Das Jahr 2000 sieht mit Natascha Badmann und Peter Reid zwei Wiederholungstäter an der Spitze des Ironman Hawaii. Für die Pace auf dem Rad sorgt zuvor ein neues deutsches Gesicht.

Von > | 25. September 2018 | Aus: SZENE

Straßenhelm, runde Flaschen im Rahmen, Gels auf dem Oberrohr, ein gefalteter Schlauchreifen hinter dem Sattel - und trotzdem pfeilschnell: Normann Stadler hat den Queen Kaahumanu Highway um die Jahrtausendwende beherrscht.

Straßenhelm, runde Flaschen im Rahmen, Gels auf dem Oberrohr, ein gefalteter Schlauchreifen hinter dem Sattel - und trotzdem pfeilschnell: Normann Stadler hat den Queen Kaahumanu Highway um die Jahrtausendwende beherrscht.

Foto >Frank Wechsel / spomedis

Im Jahr 2000 weht der Mumuku stärker als je zuvor durch die Lava – und erneut kommen die Deutschen damit am besten zurecht.
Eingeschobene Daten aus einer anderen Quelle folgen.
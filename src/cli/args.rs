//! CLI argument definitions.
//!
//! Uses clap derive macros for type-safe argument parsing.

use clap::{Parser, Subcommand};

use crate::config::{DEFAULT_SERVER_HOST, DEFAULT_SERVER_PORT};

/// Storefront API - accounts, superuser bootstrap and sales reporting
#[derive(Parser, Debug)]
#[command(name = "storefront-api")]
#[command(author, version, about, long_about = None)]
pub struct Cli {
    /// Enable verbose logging
    #[arg(short, long, global = true)]
    pub verbose: bool,

    #[command(subcommand)]
    pub command: Commands,
}

/// Available CLI commands
#[derive(Subcommand, Debug)]
pub enum Commands {
    /// Start the HTTP server
    Serve(ServeArgs),

    /// Run database migrations
    Migrate(MigrateArgs),

    /// Inspect or create the superuser
    Superuser(SuperUserArgs),
}

/// Arguments for the serve command
#[derive(Parser, Debug)]
pub struct ServeArgs {
    /// Host to bind to
    #[arg(short = 'H', long, default_value = DEFAULT_SERVER_HOST, env = "SERVER_HOST")]
    pub host: String,

    /// Port to listen on
    #[arg(short, long, default_value_t = DEFAULT_SERVER_PORT, env = "SERVER_PORT")]
    pub port: u16,
}

/// Arguments for the migrate command
#[derive(Parser, Debug)]
pub struct MigrateArgs {
    #[command(subcommand)]
    pub action: MigrateAction,
}

/// Migration actions
#[derive(Subcommand, Debug)]
pub enum MigrateAction {
    /// Run pending migrations
    Up,
    /// Rollback last migration
    Down,
    /// Show migration status
    Status,
    /// Reset and re-run all migrations
    Fresh,
}

/// Arguments for the superuser command
#[derive(Parser, Debug)]
pub struct SuperUserArgs {
    #[command(subcommand)]
    pub action: SuperUserAction,
}

#[derive(Subcommand, Debug)]
pub enum SuperUserAction {
    /// Report whether the superuser exists
    Check,
    /// Create the superuser (fails if one already exists)
    Create {
        #[arg(long)]
        name: String,
        #[arg(long)]
        email: String,
        /// Read from SUPERUSER_PASSWORD when omitted
        #[arg(long, env = "SUPERUSER_PASSWORD", hide_env_values = true)]
        password: String,
    },
}

#[cfg(test)]
mod tests {
    use super::*;

    #[test]
    fn test_parse_superuser_create() {
        let cli = Cli::try_parse_from([
            "storefront-api",
            "superuser",
            "create",
            "--name",
            "Owner",
            "--email",
            "owner@example.com",
            "--password",
            "hunter22",
        ])
        .unwrap();

        match cli.command {
            Commands::Superuser(SuperUserArgs {
                action: SuperUserAction::Create { name, email, password },
            }) => {
                assert_eq!(name, "Owner");
                assert_eq!(email, "owner@example.com");
                assert_eq!(password, "hunter22");
            }
            other => panic!("unexpected command {:?}", other),
        }
    }

    #[test]
    fn test_parse_migrate_status() {
        let cli = Cli::try_parse_from(["storefront-api", "-v", "migrate", "status"]).unwrap();
        assert!(cli.verbose);
        assert!(matches!(
            cli.command,
            Commands::Migrate(MigrateArgs {
                action: MigrateAction::Status
            })
        ));
    }

    #[test]
    fn test_cli_definition_is_valid() {
        use clap::CommandFactory;
        Cli::command().debug_assert();
    }
}
//! Sales reports, as JSON or a CSV download.

use axum::{
    extract::{Path, Query, State},
    response::{IntoResponse, Json, Response},
    routing::get,
    Extension, Router,
};
use chrono::{NaiveDate, Utc};
use serde::Deserialize;
use utoipa::{IntoParams, ToSchema};

use crate::api::middleware::require_admin;
use crate::api::AppState;
use crate::config::DEFAULT_REPORT_WINDOW_DAYS;
use crate::domain::{Principal, Report, ReportKind, ReportWindow};
use crate::errors::AppResult;
use crate::types::CsvAttachment;

#[derive(Debug, Clone, Copy, Default, PartialEq, Eq, Deserialize, ToSchema)]
#[serde(rename_all = "lowercase")]
pub enum ReportFormat {
    #[default]
    Json,
    Csv,
}

#[derive(Debug, Deserialize, IntoParams)]
#[into_params(parameter_in = Query)]
pub struct ReportQuery {
    /// Trailing window in days, `0` for all time
    pub days: Option<u32>,
    pub format: Option<ReportFormat>,
}

pub fn report_routes() -> Router<AppState> {
    Router::new().route("/reports/:kind", get(get_report))
}

/// Generate a report over the trailing window
#[utoipa::path(
    get,
    path = "/admin/reports/{kind}",
    tag = "Admin",
    params(
        ("kind" = ReportKind, Path, description = "overview, sales, products or users"),
        ReportQuery
    ),
    responses(
        (status = 200, description = "Report tagged by `type`; overview shown. CSV when format=csv", body = crate::domain::reporting::OverviewReport),
        (status = 400, description = "Unknown report kind"),
        (status = 403, description = "Admin access required")
    ),
    security(("bearer_auth" = []))
)]
pub async fn get_report(
    State(state): State<AppState>,
    Extension(principal): Extension<Principal>,
    Path(kind): Path<String>,
    Query(query): Query<ReportQuery>,
) -> AppResult<Response> {
    require_admin(&principal)?;

    let kind: ReportKind = kind.parse()?;
    let now = Utc::now();
    let window = ReportWindow::trailing_days(query.days.unwrap_or(DEFAULT_REPORT_WINDOW_DAYS), now)
        .with_offset(state.report_utc_offset);

    let report = state.report_service.report(kind, window).await?;
    tracing::debug!(kind = %kind, days = ?window.days(), "Report generated");

    Ok(match query.format.unwrap_or_default() {
        ReportFormat::Json => Json(report).into_response(),
        ReportFormat::Csv => {
            let today = now.with_timezone(&state.report_utc_offset).date_naive();
            csv_download(&report, today)
        }
    })
}

fn csv_download(report: &Report, on: NaiveDate) -> Response {
    CsvAttachment {
        filename: report.csv_filename(on),
        body: report.to_csv(),
    }
    .into_response()
}
//! Reporting aggregator.
//!
//! Every report is a pure function of an order snapshot, a product snapshot and
//! a [`ReportWindow`]. Nothing is cached between calls.
//!
//! Breakdowns (categories, products, customers) keep entries in the order they
//! are first encountered while scanning orders, so rankings with equal values
//! are deterministic.

use std::collections::{BTreeMap, HashMap, HashSet};
use std::hash::Hash;

use chrono::{DateTime, Duration, FixedOffset, NaiveDate, Offset, Utc};
use rust_decimal::Decimal;
use serde::{Deserialize, Serialize};
use utoipa::ToSchema;
use uuid::Uuid;

use super::catalog::{Order, Product};
use crate::config::{LOW_STOCK_THRESHOLD, TOP_CATEGORY_LIMIT};
use crate::errors::AppError;

// =============================================================================
// Report selection
// =============================================================================

#[derive(Debug, Clone, Copy, PartialEq, Eq, Serialize, Deserialize, ToSchema)]
#[serde(rename_all = "lowercase")]
pub enum ReportKind {
    Overview,
    Sales,
    Products,
    Users,
}

impl ReportKind {
    pub fn as_str(&self) -> &'static str {
        match self {
            ReportKind::Overview => "overview",
            ReportKind::Sales => "sales",
            ReportKind::Products => "products",
            ReportKind::Users => "users",
        }
    }
}

impl std::str::FromStr for ReportKind {
    type Err = AppError;

    fn from_str(s: &str) -> Result<Self, Self::Err> {
        match s {
            "overview" => Ok(ReportKind::Overview),
            "sales" => Ok(ReportKind::Sales),
            "products" => Ok(ReportKind::Products),
            "users" => Ok(ReportKind::Users),
            other => Err(AppError::validation(format!(
                "Unknown report '{}'. Expected overview, sales, products or users",
                other
            ))),
        }
    }
}

impl std::fmt::Display for ReportKind {
    fn fmt(&self, f: &mut std::fmt::Formatter<'_>) -> std::fmt::Result {
        f.write_str(self.as_str())
    }
}

/// Trailing time window applied to orders before aggregation.
#[derive(Debug, Clone, Copy, PartialEq, Eq)]
pub struct ReportWindow {
    days: Option<u32>,
    now: DateTime<Utc>,
    offset: FixedOffset,
}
Allen voran der 27-jährige Normann Stadler, der in 4:35:14 Stunden Tagesbestzeit fährt und selbst den bisher einzigen deutschen Weltmeister Thomas Hellriegel (4:38:25 Stunden) in den Schatten stellt. Doch mit Peter Reid kann ein anderer ehemaliger Titelträger mithalten, dem Kanadier genügt ein 2:48er-Marathon, um den Titel in 8:21:00 Stunden klarzumachen. Als Zweiter steigert sich Tim DeBoom um einen Platz gegenüber dem Vorjahr – die USA hegen endlich wieder Hoffnungen, den Triumph eines Tages ins Mutterland des Triathlons zurückzuholen. 

Stadler Überraschungs-Dritter

Nach den Nordamerikanern dann ein deutsches Trio: Normann Stadler wird Überraschungs-Dritter, Lothar Leder Vierter, Thomas Hellriegel Fünfter. Nicht in die Entscheidung, auch nicht auf dem Rad, eingreifen kann der deutsche Ex-Radprofi Udo Bölts, der in 10:02:41 Stunden auf Platz 168 finisht. Für Aufsehen sorgt aber auch die spontane Absage des zweifachen Siegers Luc van Lierde – böse Zungen behaupten, die zuvor von der World Triathlon Corporation angekündigten verschärften Dopingkontrollen könnten damit zu tun haben.  

Badmann fliegt unter Mumuku hindurch

Bei den Frauen pedaliert Natascha Badmann auf ihrem extravaganten Cheetah-Bike weit voraus allein durch die Lava: Eine Viertelstunde schneller als alle anderen schlüpft die Schweizerin unter dem Wind hindurch. Beim Laufen dreht die Kanadierin Lori Bowden den Spieß mit erneut schnellster Laufzeit (3:04:19 Stunden) um und läuft eine Viertelstunde schneller als Badmann, die trotzdem knapp drei Minuten Vorsprung ins Ziel rettet. Fernanda Keller, die hübsche Brasilianerin, wird wieder einmal Dritte – zum sechsten Mal insgesamt und zum vierten Mal in Folge. Nicole Leder wird 14., Ute Mückel 15. 

Erster Livestream aus Kailua-Kona

Erstmalig wird das Rennen live im Internet übertragen. Alle 1.427 Finisher können dort bei der Überquerung der Ziellinie auf dem Alii Drive beobachtet werden.